FISALABAD, Paquistão – Nasir Dhillon, um ex-policial, vende casas em uma cidade paquistanesa a cerca de 160 quilômetros da fronteira com a Índia. Sua empresa imobiliária tem quatro locais e ele dirige um Toyota SUV, um marco local de afluência.
Mas Dhillon, 38, é mais conhecido por sua atividade paralela: reunir pessoas separadas de seus parentes durante a partição, quando a Grã-Bretanha dividiu sua grande colônia no sul da Ásia em Índia, de maioria hindu, e Paquistão, de maioria muçulmana, em agosto de 1947.

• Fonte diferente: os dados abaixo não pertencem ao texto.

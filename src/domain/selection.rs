// src/domain/selection.rs

use crate::providers::ComparableProperty;
use std::collections::HashMap;

/// The property currently being viewed. Every field is optional: a page can
/// be opened with only part of the selection known, and each details branch
/// checks for the fields it needs.
#[derive(Debug, Clone, Default, PartialEq)]
pub struct PropertySelection {
    pub address: Option<String>,
    pub city: Option<String>,
    pub state: Option<String>,
    pub zipcode: Option<String>,
    pub lat: Option<f64>,
    pub long: Option<f64>,
    pub provider_id: Option<String>,
    pub url: Option<String>,
}

/// Selection plus the signed-in user's email, threaded explicitly through
/// every operation that needs them.
#[derive(Debug, Clone, Default, PartialEq)]
pub struct SelectionContext {
    pub selection: PropertySelection,
    pub email: Option<String>,
}

impl PropertySelection {
    /// Builds a selection from decoded query or form pairs. Blank values are
    /// treated as absent; unparsable coordinates too.
    pub fn from_params(params: &HashMap<String, String>) -> Self {
        let text = |key: &str| {
            params
                .get(key)
                .map(|v| v.trim())
                .filter(|v| !v.is_empty())
                .map(str::to_string)
        };
        let number = |key: &str| text(key).and_then(|v| v.parse::<f64>().ok());

        Self {
            address: text("address"),
            city: text("city"),
            state: text("state"),
            zipcode: text("zipcode"),
            lat: number("lat"),
            long: number("long"),
            provider_id: text("prop_id"),
            url: text("url"),
        }
    }

    /// Inverse of `from_params`, used to build links and hidden form fields.
    pub fn to_params(&self) -> Vec<(&'static str, String)> {
        let mut out = Vec::new();
        let mut push = |key: &'static str, value: Option<String>| {
            if let Some(v) = value {
                out.push((key, v));
            }
        };

        push("prop_id", self.provider_id.clone());
        push("address", self.address.clone());
        push("city", self.city.clone());
        push("state", self.state.clone());
        push("zipcode", self.zipcode.clone());
        push("lat", self.lat.map(|v| v.to_string()));
        push("long", self.long.map(|v| v.to_string()));
        push("url", self.url.clone());

        out
    }

    /// Pivots the selection to a comparable listing. Provider ID, address,
    /// city, zip and coordinates are taken from the comparable; state and
    /// listing URL are left as they were.
    pub fn apply_comparable(&mut self, comparable: &ComparableProperty) {
        let address = comparable.address();
        let coordinate = comparable.coordinate();

        self.provider_id = comparable.property_id.clone();
        self.address = address.and_then(|a| a.line.clone());
        self.city = address.and_then(|a| a.city.clone());
        self.zipcode = address.and_then(|a| a.postal_code.clone());
        self.lat = coordinate.and_then(|c| c.lat);
        self.long = coordinate.and_then(|c| c.lon);
    }

    /// Single-line address for headings.
    pub fn display_address(&self) -> String {
        let parts: Vec<&str> = [
            self.address.as_deref(),
            self.city.as_deref(),
            self.state.as_deref(),
            self.zipcode.as_deref(),
        ]
        .into_iter()
        .flatten()
        .collect();

        if parts.is_empty() {
            "Unknown address".to_string()
        } else {
            parts.join(", ")
        }
    }
}
pub mod crime;
pub mod favorite;
pub mod selection;

pub use crime::{build_crime_chart, CrimeChart};
pub use favorite::{FavoriteHouse, SavedFavorite};
pub use selection::{PropertySelection, SelectionContext};
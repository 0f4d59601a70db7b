use crate::db::{init_db, Database};
use crate::router::AppState;
use crate::tests::fakes::{fake_providers, FakeCrimes, FakeListings, FakeSchools};
use astra::Response;
use std::io::Read;
use std::sync::Arc;
use tempfile::TempDir;

/// Fresh database file per call, using the production schema. The file is
/// removed when the returned directory is dropped.
pub fn init_test_db() -> (TempDir, Database) {
    let dir = tempfile::tempdir().expect("create temp dir");
    let path = dir.path().join("safehome.sqlite");
    let db = Database::new(path.to_string_lossy().into_owned());

    init_db(&db, "sql/schema.sql")
        .unwrap_or_else(|e| panic!("Database initialization failed: {e}"));

    (dir, db)
}

pub struct TestApp {
    pub state: AppState,
    pub db_dir: TempDir,
    pub listings: Arc<FakeListings>,
    pub schools: Arc<FakeSchools>,
    pub crimes: Arc<FakeCrimes>,
}

pub fn test_app(
    listings: FakeListings,
    schools: FakeSchools,
    crimes: FakeCrimes,
) -> TestApp {
    let listings = Arc::new(listings);
    let schools = Arc::new(schools);
    let crimes = Arc::new(crimes);
    let (db_dir, db) = init_test_db();

    TestApp {
        db_dir,
        state: AppState {
            db,
            providers: fake_providers(&listings, &schools, &crimes),
            crime_year: 2020,
        },
        listings,
        schools,
        crimes,
    }
}

pub fn body_string(resp: Response) -> String {
    let mut body = String::new();
    resp.into_body().reader().read_to_string(&mut body).unwrap();
    body
}
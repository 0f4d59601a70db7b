// realtor.rs
use crate::config::RealtorConfig;
use crate::providers::{
    fetch_json, require_key, HomeDetailResponse, ListingProvider, ProviderError,
    SimilarHomesResponse,
};
use reqwest::blocking::{Client, RequestBuilder};

pub struct RealtorClient {
    client: Client,
    cfg: RealtorConfig,
}

impl RealtorClient {
    pub fn new(client: Client, cfg: RealtorConfig) -> Self {
        Self { client, cfg }
    }

    fn get(&self, path: &str, property_id: &str) -> Result<RequestBuilder, ProviderError> {
        let api_key = require_key(&self.cfg.api_key, "RAPIDAPI_KEY")?;
        let url = format!("{}{}", self.cfg.base_url.trim_end_matches('/'), path);

        Ok(self
            .client
            .get(url)
            .header("x-rapidapi-key", api_key)
            .header("x-rapidapi-host", &self.cfg.host)
            .query(&[("property_id", property_id)]))
    }
}

impl ListingProvider for RealtorClient {
    fn similar_homes(&self, property_id: &str) -> Result<SimilarHomesResponse, ProviderError> {
        fetch_json(self.get("/properties/v2/list-similar-homes", property_id)?)
    }

    fn home_detail(&self, property_id: &str) -> Result<HomeDetailResponse, ProviderError> {
        fetch_json(self.get("/properties/v2/detail", property_id)?)
    }
}
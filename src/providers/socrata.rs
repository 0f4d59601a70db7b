use crate::config::CrimeConfig;
use crate::providers::{fetch_json, CrimeProvider, IncidentRecord, ProviderError};
use reqwest::blocking::Client;

/// Socrata open-data (SODA) client for a city's crime incident dataset.
pub struct SocrataClient {
    client: Client,
    cfg: CrimeConfig,
}

impl SocrataClient {
    pub fn new(client: Client, cfg: CrimeConfig) -> Self {
        Self { client, cfg }
    }
}

impl CrimeProvider for SocrataClient {
    fn incidents(&self) -> Result<Vec<IncidentRecord>, ProviderError> {
        let url = self.cfg.dataset_url.as_deref().ok_or_else(|| {
            ProviderError::Config("SOCRATA_CRIMES_URL environment variable not set".into())
        })?;

        let mut request = self.client.get(url);
        if let Some(token) = &self.cfg.app_token {
            request = request.header("X-App-Token", token);
        }

        fetch_json(request)
    }
}

#[cfg(test)]
mod tests {
    use super::*;
    use crate::providers::build_client;
    use std::time::Duration;

    #[test]
    fn unconfigured_dataset_is_a_config_error() {
        let client = build_client(Duration::from_secs(1)).unwrap();
        let socrata = SocrataClient::new(
            client,
            CrimeConfig {
                dataset_url: None,
                app_token: None,
                year: 2020,
            },
        );

        assert!(matches!(socrata.incidents(), Err(ProviderError::Config(_))));
    }
}
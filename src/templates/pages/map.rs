use crate::templates::desktop_layout;
use maud::{html, Markup};

pub fn map_page(email: Option<&str>) -> Markup {
    desktop_layout(
        "Map",
        email,
        html! {
            h1 { "Map" }
            div id="map" class="map-view" data-zoom="12" {}
            p class="text-gray-600" {
                "Pick a home on the map or " a href="/" { "search by address" } "."
            }
        },
    )
}
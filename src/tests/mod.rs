mod router_tests;
pub mod utils;
pub mod details;
pub mod error;
pub mod favorites;
pub mod home;
pub mod map;

pub use details::details_page;
pub use error::error_page;
pub use favorites::favorites_page;
pub use home::home_page;
pub use map::map_page;
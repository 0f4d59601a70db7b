use serde::{Deserialize, Deserializer};
use serde_json::Value;

// similar home
//  ├── property_id
//  ├── list_price
//  ├── location
//  │    └── address
//  │         ├── line
//  │         ├── city
//  │         ├── state_code
//  │         ├── postal_code
//  │         └── coordinate
//  │              ├── lat
//  │              └── lon
//  ├── description
//  │    ├── beds
//  │    ├── baths
//  │    └── sqft
//  └── primary_photo
//       └── href

#[derive(Debug, Deserialize)]
pub struct SimilarHomesResponse {
    pub results: SimilarHomesResults,
}

#[derive(Debug, Deserialize)]
pub struct SimilarHomesResults {
    pub similar_homes: SimilarHomes,
}

#[derive(Debug, Deserialize)]
pub struct SimilarHomes {
    pub count: Option<i64>,
    #[serde(default)]
    pub properties: Vec<ComparableProperty>,
}

#[derive(Debug, Clone, Default, Deserialize)]
pub struct ComparableProperty {
    pub property_id: Option<String>,
    pub list_price: Option<i64>,
    pub location: Option<Location>,
    pub description: Option<Description>,
    pub primary_photo: Option<Photo>,
}

#[derive(Debug, Clone, Default, Deserialize)]
pub struct Location {
    pub address: Option<Address>,
}

#[derive(Debug, Clone, Default, Deserialize)]
pub struct Address {
    pub line: Option<String>,
    pub city: Option<String>,
    pub state_code: Option<String>,
    pub postal_code: Option<String>,
    pub coordinate: Option<Coordinate>,
}

#[derive(Debug, Clone, Default, Deserialize)]
pub struct Coordinate {
    pub lat: Option<f64>,
    pub lon: Option<f64>,
}

#[derive(Debug, Clone, Default, Deserialize)]
pub struct Description {
    pub beds: Option<i64>,
    pub baths: Option<f64>,
    pub sqft: Option<i64>,
}

#[derive(Debug, Clone, Default, Deserialize)]
pub struct Photo {
    pub href: Option<String>,
}

impl ComparableProperty {
    pub fn address(&self) -> Option<&Address> {
        self.location.as_ref().and_then(|l| l.address.as_ref())
    }

    pub fn coordinate(&self) -> Option<&Coordinate> {
        self.address().and_then(|a| a.coordinate.as_ref())
    }
}

/// `properties[]` of the detail endpoint. Passed to the view as-is.
#[derive(Debug, Deserialize)]
pub struct HomeDetailResponse {
    #[serde(default)]
    pub properties: Vec<Value>,
}

#[derive(Debug, Deserialize)]
pub struct SchoolsResponse {
    pub schools: SchoolList,
}

#[derive(Debug, Deserialize)]
pub struct SchoolList {
    #[serde(default)]
    pub school: Vec<Value>,
}

/// One row of the municipal crime dataset. Only the two columns the
/// chart needs are kept.
#[derive(Debug, Clone, Default, PartialEq, Deserialize)]
pub struct IncidentRecord {
    #[serde(default, deserialize_with = "string_or_number")]
    pub zip_code: Option<String>,
    #[serde(default)]
    pub description: Option<String>,
}

impl IncidentRecord {
    #[cfg(test)]
    pub fn new(zip_code: &str, description: Option<&str>) -> Self {
        Self {
            zip_code: Some(zip_code.to_string()),
            description: description.map(str::to_string),
        }
    }
}

// Socrata datasets are inconsistent about zip columns: some export text,
// some export numbers (which drop leading zeros, or carry a `.0`).
fn string_or_number<'de, D>(deserializer: D) -> Result<Option<String>, D::Error>
where
    D: Deserializer<'de>,
{
    let value = Option::<Value>::deserialize(deserializer)?;
    Ok(match value {
        Some(Value::String(s)) => Some(s),
        Some(Value::Number(n)) => Some(numeric_zip(&n)),
        _ => None,
    })
}

fn numeric_zip(n: &serde_json::Number) -> String {
    let whole = n.as_u64().or_else(|| {
        n.as_f64()
            .filter(|f| *f >= 0.0 && f.fract() == 0.0 && *f <= u64::MAX as f64)
            .map(|f| f as u64)
    });

    match whole {
        Some(zip) => format!("{zip:05}"),
        None => n.to_string(),
    }
}
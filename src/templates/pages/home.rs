// templates/pages/home.rs

use crate::templates::{card, desktop_layout};
use maud::{html, Markup};

/// Search form. Submits the selection fields to `/result` as a query string.
pub fn home_page(email: Option<&str>) -> Markup {
    desktop_layout(
        "Search",
        email,
        html! {
            h1 { "Find a safe home" }

            (card("Search for a home", html! {
                form method="get" action="/result" class="search" {
                    label for="address" { "Street address" }
                    input type="text" id="address" name="address" required;

                    label for="city" { "City" }
                    input type="text" id="city" name="city";

                    label for="state" { "State" }
                    input type="text" id="state" name="state" maxlength="2" placeholder="FL";

                    label for="zipcode" { "Zip code" }
                    input type="text" id="zipcode" name="zipcode" inputmode="numeric";

                    label for="prop_id" { "Listing ID (optional)" }
                    input type="text" id="prop_id" name="prop_id";

                    label for="lat" { "Latitude" }
                    input type="text" id="lat" name="lat" inputmode="decimal";

                    label for="long" { "Longitude" }
                    input type="text" id="long" name="long" inputmode="decimal";

                    button type="submit" class="primary" { "Search" }
                }
            }))

            @if email.is_none() {
                (card("Save favorites", html! {
                    form method="post" action="/account" {
                        label for="email" { "Email address" }
                        input
                            type="email"
                            id="email"
                            name="email"
                            placeholder="you@domain.com"
                            autocomplete="email"
                            required;
                        button type="submit" class="primary" { "Continue" }
                    }
                }))
            }
        },
    )
}
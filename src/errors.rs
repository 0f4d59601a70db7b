// src/errors.rs
use std::fmt;

/// Errors surfaced by route handlers and the favorites store.
///
/// Provider failures never show up here: the details branches log and
/// swallow them (see `details::assemble`).
#[derive(Debug)]
pub enum ServerError {
    NotFound(String),
    BadRequest(String),
    DbError(String),
    InternalError,
}

impl ServerError {
    /// HTTP status used when the error is rendered as a page.
    pub fn status(&self) -> u16 {
        match self {
            ServerError::NotFound(_) => 404,
            ServerError::BadRequest(_) => 400,
            ServerError::DbError(_) | ServerError::InternalError => 500,
        }
    }

    /// Wraps a rusqlite error with the operation that failed.
    pub fn db(context: &str) -> impl FnOnce(rusqlite::Error) -> ServerError + '_ {
        move |e| ServerError::DbError(format!("{context}: {e}"))
    }
}

impl fmt::Display for ServerError {
    fn fmt(&self, f: &mut fmt::Formatter<'_>) -> fmt::Result {
        match self {
            ServerError::NotFound(what) => write!(f, "Not Found: {what}"),
            ServerError::BadRequest(msg) => write!(f, "Bad Request: {msg}"),
            ServerError::DbError(msg) => write!(f, "Database Error: {msg}"),
            ServerError::InternalError => write!(f, "Internal Server Error"),
        }
    }
}

impl std::error::Error for ServerError {}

O Sr. Dhillon é a força motriz por trás Punjabi Lehar, um canal do YouTube de seis anos que publica entrevistas regulares com sobreviventes desse episódio traumático. Ele diz que isso permitiu que vários muçulmanos e sikhs – incluindo alguns que vivem na América do Norte – visitassem suas aldeias ancestrais e levou a cerca de 100 reuniões pessoais.
A partição levou à violência comunitária, deslocamento em massa e a morte de até dois milhões de pessoas. Alguns dos jovens que sobreviveram foram separados de seus pais ou irmãos.
“O que eles fizeram de errado? Eles eram crianças”, disse Dhillon recentemente em seu escritório na cidade de Faisalabad, no nordeste do país. “Por que eles não podem visitar suas famílias agora?”
Sonhos adiados
Em um caso típico, o Sr. Dhillon ou seu parceiro de negócios, Bhupinder Singh Lovely, entrevista uma pessoa que deseja encontrar um amigo perdido ou visitar uma casa ou vila ancestral. O vídeo ricocheteia nas redes sociais e às vezes dá dicas do público que levam a um reencontro ou uma viagem ao campo.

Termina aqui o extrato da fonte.